四、蛋白质功能分析复合物的组装可以看成研究蛋白功能的一个例子。也可以设计其它的一些实验,只要前后芯片表面的质量有变化就可以利用BIA技术来检测。
四、实验步骤
1、 preconcentration (预结合试验)
由于芯片表面带有负电,因此要偶联到芯片上的分子必须带上正电,才有利于分子吸附到芯片表面,以利于共价偶联反应的完成。预结合实验就是将样品溶解在不同PH值的缓冲液中,使其带上不同量的电荷。然后,将样品流过芯片表面,观察它与芯片的结合曲线,就可判断出合适的条件。如下图:两种不同条件下的吸附实验,第一个峰表明在该条件下,吸附很快达到饱和,这样吸附的量有限,第二种一直呈上升趋势,有利于在芯片上偶联较多的蛋白。实际工作中,还会碰到各种不同的吸附曲线,需要根据实际情况来判断最佳条件。

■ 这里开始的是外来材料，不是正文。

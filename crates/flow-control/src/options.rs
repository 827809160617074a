// Copyright (c) 2023 - 2026 Restate Software, Inc., Restate GmbH.
// All rights reserved.
//
// Use of this software is governed by the Business Source License
// included in the LICENSE file.
//
// As of the Change Date specified in that file, in accordance with
// the Business Source License, use of this software will be governed
// by the Apache License, Version 2.0.

use serde::{Deserialize, Serialize};

/// # Token tracker options
#[derive(Debug, Clone, Serialize, Deserialize, derive_builder::Builder)]
#[serde(rename_all = "kebab-case", default)]
#[builder(default)]
pub struct TokenTrackerOptions {
    /// # Initial queue capacity
    ///
    /// Number of entries pre-allocated for each priority queue. Queues grow beyond this as
    /// needed.
    pub initial_queue_capacity: usize,

    /// # Record metrics
    ///
    /// Whether tracked and released tokens are reported to the metrics recorder.
    pub record_metrics: bool,
}

impl Default for TokenTrackerOptions {
    fn default() -> Self {
        Self {
            initial_queue_capacity: 16,
            record_metrics: true,
        }
    }
}
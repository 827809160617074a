// Copyright (c) 2023 - 2026 Restate Software, Inc., Restate GmbH.
// All rights reserved.
//
// Use of this software is governed by the Business Source License
// included in the LICENSE file.
//
// As of the Change Date specified in that file, in accordance with
// the Business Source License, use of this software will be governed
// by the Apache License, Version 2.0.

use std::iter::Sum;
use std::ops::{Add, AddAssign};

use enum_map::Enum;

/// Priority class of a replicated entry. Tokens are accounted separately per class.
///
/// Priorities only group entries, they are never compared against each other when releasing.
#[derive(
    Debug,
    Copy,
    Clone,
    Hash,
    Enum,
    Eq,
    PartialEq,
    strum::EnumIter,
    strum::Display,
    strum::EnumString,
    strum::IntoStaticStr,
    serde::Serialize,
    serde::Deserialize,
)]
#[serde(rename_all = "kebab-case")]
#[strum(serialize_all = "kebab-case", ascii_case_insensitive)]
pub enum Priority {
    Low,
    Normal,
    High,
}

impl Priority {
    #[inline]
    pub fn as_str(self) -> &'static str {
        self.into()
    }
}

/// Leadership term under which an entry was proposed.
#[derive(
    PartialEq,
    Eq,
    Ord,
    PartialOrd,
    Clone,
    Copy,
    Hash,
    Default,
    derive_more::From,
    derive_more::Into,
    derive_more::Display,
    derive_more::Debug,
    serde::Serialize,
    serde::Deserialize,
)]
#[serde(transparent)]
#[display("t{}", _0)]
#[debug("t{}", _0)]
pub struct Term(u64);

/// Position of an entry in the replicated log.
#[derive(
    PartialEq,
    Eq,
    Ord,
    PartialOrd,
    Clone,
    Copy,
    Hash,
    Default,
    derive_more::From,
    derive_more::Into,
    derive_more::Display,
    derive_more::Debug,
    serde::Serialize,
    serde::Deserialize,
)]
#[serde(transparent)]
#[debug("{}", _0)]
pub struct LogIndex(u64);

/// Amount of reserved send capacity. Additions saturate at `u64::MAX`.
#[derive(
    PartialEq,
    Eq,
    Ord,
    PartialOrd,
    Clone,
    Copy,
    Hash,
    Default,
    derive_more::From,
    derive_more::Into,
    derive_more::Sub,
    derive_more::SubAssign,
    derive_more::Display,
    derive_more::Debug,
    serde::Serialize,
    serde::Deserialize,
)]
#[serde(transparent)]
#[debug("{}", _0)]
pub struct Tokens(u64);

impl Tokens {
    pub const ZERO: Self = Self(0);
    pub const MAX: Self = Self(u64::MAX);

    pub(crate) fn saturating_from(tokens: u128) -> Self {
        Self(u64::try_from(tokens).unwrap_or(u64::MAX))
    }

    #[inline]
    pub fn is_zero(self) -> bool {
        self.0 == 0
    }

    #[inline]
    pub fn as_u64(self) -> u64 {
        self.0
    }
}

impl Add for Tokens {
    type Output = Self;

    fn add(self, rhs: Self) -> Self {
        Self(self.0.saturating_add(rhs.0))
    }
}

impl AddAssign for Tokens {
    fn add_assign(&mut self, rhs: Self) {
        *self = *self + rhs;
    }
}

impl Sum for Tokens {
    fn sum<I: Iterator<Item = Self>>(iter: I) -> Self {
        iter.fold(Self::ZERO, Add::add)
    }
}

/// `(term, index)` pair. Ordered lexicographically, which is the order entries must be tracked
/// in within one priority.
#[derive(Debug, Clone, Copy, PartialEq, Eq, Hash, PartialOrd, Ord, derive_more::Display)]
#[display("{term}@{index}")]
pub struct TrackedPosition {
    pub term: Term,
    pub index: LogIndex,
}

impl TrackedPosition {
    pub fn new(term: impl Into<Term>, index: impl Into<LogIndex>) -> Self {
        Self {
            term: term.into(),
            index: index.into(),
        }
    }
}

/// A token reservation held for one log entry.
#[derive(Debug, Clone, Copy, PartialEq, Eq)]
pub struct TrackedEntry {
    pub term: Term,
    pub index: LogIndex,
    pub tokens: Tokens,
}

impl TrackedEntry {
    pub fn new(
        term: impl Into<Term>,
        index: impl Into<LogIndex>,
        tokens: impl Into<Tokens>,
    ) -> Self {
        Self {
            term: term.into(),
            index: index.into(),
            tokens: tokens.into(),
        }
    }

    #[inline]
    pub fn position(&self) -> TrackedPosition {
        TrackedPosition {
            term: self.term,
            index: self.index,
        }
    }

    /// An entry is obsolete once its term was superseded, or once it is in `term` and the
    /// receiver admitted everything up to `watermark`. `None` admits nothing in `term`.
    #[inline]
    pub fn is_admitted(&self, term: Term, watermark: Option<LogIndex>) -> bool {
        self.term < term || (self.term == term && watermark.is_some_and(|w| self.index <= w))
    }
}
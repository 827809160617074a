// Copyright (c) 2023 - 2026 Restate Software, Inc., Restate GmbH.
// All rights reserved.
//
// Use of this software is governed by the Business Source License
// included in the LICENSE file.
//
// As of the Change Date specified in that file, in accordance with
// the Business Source License, use of this software will be governed
// by the Apache License, Version 2.0.

use std::fmt::{Display, Formatter};

use enum_map::EnumMap;
use metrics::counter;
use tracing::{debug, trace};

use crate::error::OrderingViolation;
use crate::freed::{FreedTokens, Watermarks};
use crate::metric_definitions::{
    FLOW_CONTROL_ORDERING_VIOLATIONS, FLOW_CONTROL_TOKENS_RELEASED, FLOW_CONTROL_TOKENS_TRACKED,
};
use crate::options::TokenTrackerOptions;
use crate::queue::TrackedQueue;
use crate::types::{LogIndex, Priority, Term, Tokens, TrackedEntry, TrackedPosition};

/// Why tracked tokens were released.
#[derive(Debug, Clone, Copy, PartialEq, Eq, strum::Display, strum::IntoStaticStr)]
#[strum(serialize_all = "kebab-case")]
pub enum ReleaseReason {
    /// The receiver admitted the entries, or their term was superseded.
    Admitted,
    /// The log was invalidated from some index onwards.
    Truncated,
    /// The whole stream was torn down.
    Reset,
}

/// Tracks flow tokens deducted for entries sent to a single peer that were not yet admitted.
///
/// One [`TrackedQueue`] is kept per [`Priority`]. Within a priority entries must be tracked in
/// strictly increasing `(term, index)` order, which allows every release to work off either
/// end of the queue. Every tracked token is returned by exactly one release call.
///
/// The tracker is not internally synchronized. All methods take `&mut self`; wrap it in the
/// lock that protects the surrounding replication state.
#[derive(Debug, Clone)]
pub struct TokenTracker {
    queues: EnumMap<Priority, TrackedQueue>,
    record_metrics: bool,
}

impl Default for TokenTracker {
    fn default() -> Self {
        Self::new(&TokenTrackerOptions::default())
    }
}

impl TokenTracker {
    pub fn new(options: &TokenTrackerOptions) -> Self {
        Self {
            queues: EnumMap::from_fn(|priority| {
                TrackedQueue::with_capacity(priority, options.initial_queue_capacity)
            }),
            record_metrics: options.record_metrics,
        }
    }

    /// Tracks `tokens` deducted for the entry at `(term, index)`.
    ///
    /// Fails with [`OrderingViolation`] if `(term, index)` is not strictly after the last
    /// position tracked at `priority`. Nothing is tracked in that case.
    pub fn track(
        &mut self,
        term: Term,
        index: LogIndex,
        tokens: Tokens,
        priority: Priority,
    ) -> Result<(), OrderingViolation> {
        let result = self.queues[priority].push_back(TrackedEntry {
            term,
            index,
            tokens,
        });

        match &result {
            Ok(()) => {
                trace!(%priority, %term, %index, %tokens, "Tracked flow tokens");
                if self.record_metrics {
                    counter!(FLOW_CONTROL_TOKENS_TRACKED, "priority" => priority.as_str())
                        .increment(tokens.as_u64());
                }
            }
            Err(_) if self.record_metrics => {
                counter!(FLOW_CONTROL_ORDERING_VIOLATIONS, "priority" => priority.as_str())
                    .increment(1);
            }
            Err(_) => {}
        }

        result
    }

    /// Releases every entry admitted as of `term`.
    ///
    /// For each priority this releases the longest prefix of entries that either belong to a
    /// term older than `term`, or belong to `term` and sit at or below the priority's
    /// watermark. Priorities missing from `watermarks` only release older terms.
    pub fn untrack(&mut self, term: Term, watermarks: &Watermarks) -> FreedTokens {
        self.release(ReleaseReason::Admitted, |queue| {
            let watermark = watermarks.get(queue.priority());
            queue.evict_prefix_while(|entry| entry.is_admitted(term, watermark))
        })
    }

    /// Releases every entry at `index_floor` or above, in any term.
    ///
    /// Used when the log is rewritten from `index_floor` onwards and the affected entries can
    /// no longer be admitted under the term they were sent in.
    ///
    /// Each queue is cut at its first entry with `index >= index_floor`; that entry and every
    /// entry tracked after it are released. If indexes went back down after a term change, the
    /// released tail therefore also contains entries below `index_floor`: tracking `(t1, 50)`
    /// then `(t2, 20)` and calling `untrack_ge(40)` releases both. Entries that remain are
    /// always below `index_floor`.
    pub fn untrack_ge(&mut self, index_floor: LogIndex) -> FreedTokens {
        self.release(ReleaseReason::Truncated, |queue| {
            queue.evict_suffix_from(index_floor)
        })
    }

    /// Releases everything.
    pub fn untrack_all(&mut self) -> FreedTokens {
        self.release(ReleaseReason::Reset, TrackedQueue::drain_all)
    }

    fn release(
        &mut self,
        reason: ReleaseReason,
        mut evict: impl FnMut(&mut TrackedQueue) -> Tokens,
    ) -> FreedTokens {
        let mut freed = FreedTokens::default();
        for (priority, queue) in self.queues.iter_mut() {
            let tokens = evict(queue);
            if tokens.is_zero() {
                continue;
            }
            freed.add(priority, tokens);

            if self.record_metrics {
                counter!(
                    FLOW_CONTROL_TOKENS_RELEASED,
                    "priority" => priority.as_str(),
                    "reason" => <&'static str>::from(reason)
                )
                .increment(tokens.as_u64());
            }
        }

        if !freed.is_empty() {
            debug!(
                %reason,
                %freed,
                remaining = %self.total_tracked_tokens(),
                "Released flow tokens"
            );
        }
        freed
    }

    pub fn is_empty(&self) -> bool {
        self.queues.values().all(TrackedQueue::is_empty)
    }

    /// Number of tracked entries across all priorities.
    pub fn len(&self) -> usize {
        self.queues.values().map(TrackedQueue::len).sum()
    }

    pub fn tracked_tokens(&self, priority: Priority) -> Tokens {
        self.queues[priority].tokens()
    }

    pub fn total_tracked_tokens(&self) -> Tokens {
        self.queues.values().map(TrackedQueue::tokens).sum()
    }

    pub fn last_tracked(&self, priority: Priority) -> Option<TrackedPosition> {
        self.queues[priority].last_position()
    }

    pub fn entries(
        &self,
        priority: Priority,
    ) -> impl ExactSizeIterator<Item = &TrackedEntry> + '_ {
        self.queues[priority].iter()
    }

    /// All tracked entries, grouped by priority and in track order within each priority.
    pub fn inspect(&self) -> impl Iterator<Item = (Priority, &TrackedEntry)> + '_ {
        self.queues
            .iter()
            .flat_map(|(priority, queue)| queue.iter().map(move |entry| (priority, entry)))
    }
}

impl Display for TokenTracker {
    fn fmt(&self, f: &mut Formatter<'_>) -> std::fmt::Result {
        write!(f, "[")?;
        for (i, (priority, queue)) in self.queues.iter().enumerate() {
            if i > 0 {
                write!(f, ", ")?;
            }
            write!(f, "{priority}: {} tokens in {} entries", queue.tokens(), queue.len())?;
            if let Some(last) = queue.last_position() {
                write!(f, " (last {last})")?;
            }
        }
        write!(f, "]")
    }
}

将抗体用不同PH值得buffer稀释10-40倍,以5μl/min的流速流过芯片表面,观察抗体与芯片的吸附结果。
2、 偶联
a) 取100μlNHS和100微升EDC混合,12000rpm离心5分钟;
b) 取一定体积的偶联蛋白,按预结合的比例稀释,稀释后需要150μl,取100μl ethanolamineHCL。以上试剂平衡到室温25摄氏度左右,高速离心五分钟;
c) 将上述三种试剂放在样品架上,设定加样流速为10μl/min,inject方式进样,NHS/EDC,样品,ethanolamine-HCl分别上样100,100,和60μl。
d)结束即可得到类似下图的曲线。
3、 结合
将抗原用合适的缓冲液稀释成适当浓度,离心后上样,观察抗原抗体结合过程。
如果需要测量不同条件下的结合状况,可以在一次进样结束之后,对芯片进行再生。然后再上下一个样品。
4、 芯片再生
抗原抗体结合的再生条件比较简单,简单地用PH2.5的10mMglycine冲洗就可以了。但实际工作中,如果偶联的是蛋白,往往情况要复杂得多。首先,再生条件要能将结合物从芯片上去掉,其次不能让结合在芯片上的蛋白变性失活。因为,万一所选条件使芯片上偶联的蛋白失活,这个通道就意味着报废。所以,芯片的再生是所有用户面临的一个比较头疼的问题。芯片再生要求再生之后,不仅要求基线要能回复到初始值,还要求再上相同的样品,结合能力不会出现明显下降。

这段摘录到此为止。